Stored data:
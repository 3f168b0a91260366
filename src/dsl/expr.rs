//! Expression AST for the DSL v2.1 logical language.

use std::fmt;

/// A parsed logical expression over ground atoms.
///
/// The grammar is purely boolean: comparisons are stripped into predicate
/// atoms before parsing and numeric arguments are coerced to constants by
/// the program normalizer, so arguments here are always identifiers.
#[derive(Debug, Clone, PartialEq, Eq)]
pub enum Expr {
    True,
    False,
    Atom { predicate: String, args: Vec<String> },
    Not(Box<Expr>),
    And(Vec<Expr>),
    Or(Vec<Expr>),
    Implies(Box<Expr>, Box<Expr>),
}

impl Expr {
    pub fn atom(predicate: impl Into<String>, args: Vec<String>) -> Self {
        Expr::Atom {
            predicate: predicate.into(),
            args,
        }
    }

    /// Stable propositional key for a ground atom: `Pred(a,b)` without
    /// spaces, or the bare name for 0-ary atoms. This is the name the
    /// solver driver uses for the corresponding boolean constant.
    pub fn atom_key(predicate: &str, args: &[String]) -> String {
        if args.is_empty() {
            predicate.to_string()
        } else {
            format!("{}({})", predicate, args.join(","))
        }
    }

    /// Collect every atom `(predicate, args)` in syntactic order,
    /// deduplicated by atom key.
    pub fn atoms(&self) -> Vec<(String, Vec<String>)> {
        let mut out = Vec::new();
        let mut seen = std::collections::BTreeSet::new();
        self.collect_atoms(&mut out, &mut seen);
        out
    }

    fn collect_atoms(
        &self,
        out: &mut Vec<(String, Vec<String>)>,
        seen: &mut std::collections::BTreeSet<String>,
    ) {
        match self {
            Expr::True | Expr::False => {}
            Expr::Atom { predicate, args } => {
                let key = Expr::atom_key(predicate, args);
                if seen.insert(key) {
                    out.push((predicate.clone(), args.clone()));
                }
            }
            Expr::Not(inner) => inner.collect_atoms(out, seen),
            Expr::And(items) | Expr::Or(items) => {
                for item in items {
                    item.collect_atoms(out, seen);
                }
            }
            Expr::Implies(lhs, rhs) => {
                lhs.collect_atoms(out, seen);
                rhs.collect_atoms(out, seen);
            }
        }
    }

    /// Flatten top-level conjunctions into their conjunct list.
    /// Non-conjunctive expressions yield themselves.
    pub fn conjuncts(&self) -> Vec<&Expr> {
        match self {
            Expr::And(items) => items.iter().flat_map(|e| e.conjuncts()).collect(),
            other => vec![other],
        }
    }
}

impl fmt::Display for Expr {
    fn fmt(&self, f: &mut fmt::Formatter<'_>) -> fmt::Result {
        match self {
            Expr::True => write!(f, "true"),
            Expr::False => write!(f, "false"),
            Expr::Atom { predicate, args } => {
                if args.is_empty() {
                    write!(f, "{predicate}")
                } else {
                    write!(f, "{}({})", predicate, args.join(", "))
                }
            }
            Expr::Not(inner) => write!(f, "(not {inner})"),
            Expr::And(items) => {
                let parts: Vec<String> = items.iter().map(|e| e.to_string()).collect();
                write!(f, "({})", parts.join(" and "))
            }
            Expr::Or(items) => {
                let parts: Vec<String> = items.iter().map(|e| e.to_string()).collect();
                write!(f, "({})", parts.join(" or "))
            }
            Expr::Implies(lhs, rhs) => write!(f, "({lhs} -> {rhs})"),
        }
    }
}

- [EXERCISE REQUIREMENTS] All the records, as written, must be given again.

- [SOLUTION FOR THIS EXERCISE]
repository 3f168b0a91260366
filename src/dsl/expr.rs
//! Expression AST for the DSL v2.1 logical language.

use std::fmt;

/// A parsed logical expression over ground atoms.
///
/// The grammar is purely boolean: comparisons are stripped into predicate
/// atoms before parsing and numeric arguments are coerced to constants by
/// the program normalizer, so arguments here are always identifiers.
#[derive(Debug, Clone, PartialEq, Eq)]
pub enum Expr {
    True,
    False,
    Atom { predicate: String, args: Vec<String> },
    Not(Box<Expr>),
    And(Vec<Expr>),
    Or(Vec<Expr>),
    Implies(Box<Expr>, Box<Expr>),
}

impl Expr {
    pub fn atom(predicate: impl Into<String>, args: Vec<String>) -> Self {
        Expr::Atom {
            predicate: predicate.into(),
            args,
        }
    }

    /// Stable propositional key for a ground atom: `Pred(a,b)` without
    /// spaces, or the bare name for 0-ary atoms. This is the name the
    /// solver driver uses for the corresponding boolean constant.
    pub fn atom_key(predicate: &str, args: &[String]) -> String {
        if args.is_empty() {
            predicate.to_string()
        } else {
            format!("{}({})", predicate, args.join(","))
        }
    }

    /// Collect every atom `(predicate, args)` in syntactic order,
    /// deduplicated by atom key.
    pub fn atoms(&self) -> Vec<(String, Vec<String>)> {
        let mut out = Vec::new();
        let mut seen = std::collections::BTreeSet::new();
        self.collect_atoms(&mut out, &mut seen);
        out
    }

    fn collect_atoms(
        &self,
        out: &mut Vec<(String, Vec<String>)>,
        seen: &mut std::collections::BTreeSet<String>,
    ) {
        match self {
            Expr::True | Expr::False => {}
            Expr::Atom { predicate, args } => {
                let key = Expr::atom_key(predicate, args);
                if seen.insert(key) {
                    out.push((predicate.clone(), args.clone()));
                }
            }
            Expr::Not(inner) => inner.collect_atoms(out, seen),
            Expr::And(items) | Expr::Or(items) => {
                for item in items {
                    item.collect_atoms(out, seen);
                }
            }
            Expr::Implies(lhs, rhs) => {
                lhs.collect_atoms(out, seen);
                rhs.collect_atoms(out, seen);
            }
        }
    }

    /// Flatten top-level conjunctions into their conjunct list.
    /// Non-conjunctive expressions yield themselves.
    pub fn conjuncts(&self) -> Vec<&Expr> {
        match self {
            Expr::And(items) => items.iter().flat_map(|e| e.conjuncts()).collect(),
            other => vec![other],
        }
    }
}

impl fmt::Display for Expr {
    fn fmt(&self, f: &mut fmt::Formatter<'_>) -> fmt::Result {
        match self {
            Expr::True => write!(f, "true"),
            Expr::False => write!(f, "false"),
            Expr::Atom { predicate, args } => {
                if args.is_empty() {
                    write!(f, "{predicate}")
                } else {
                    write!(f, "{}({})", predicate, args.join(", "))
                }
            }
            Expr::Not(inner) => write!(f, "(not {inner})"),
            Expr::And(items) => {
                let parts: Vec<String> = items.iter().map(|e| e.to_string()).collect();
                write!(f, "({})", parts.join(" and "))
            }
            Expr::Or(items) => {
                let parts: Vec<String> = items.iter().map(|e| e.to_string()).collect();
                write!(f, "({})", parts.join(" or "))
            }
            Expr::Implies(lhs, rhs) => write!(f, "({lhs} -> {rhs})"),
        }
    }
}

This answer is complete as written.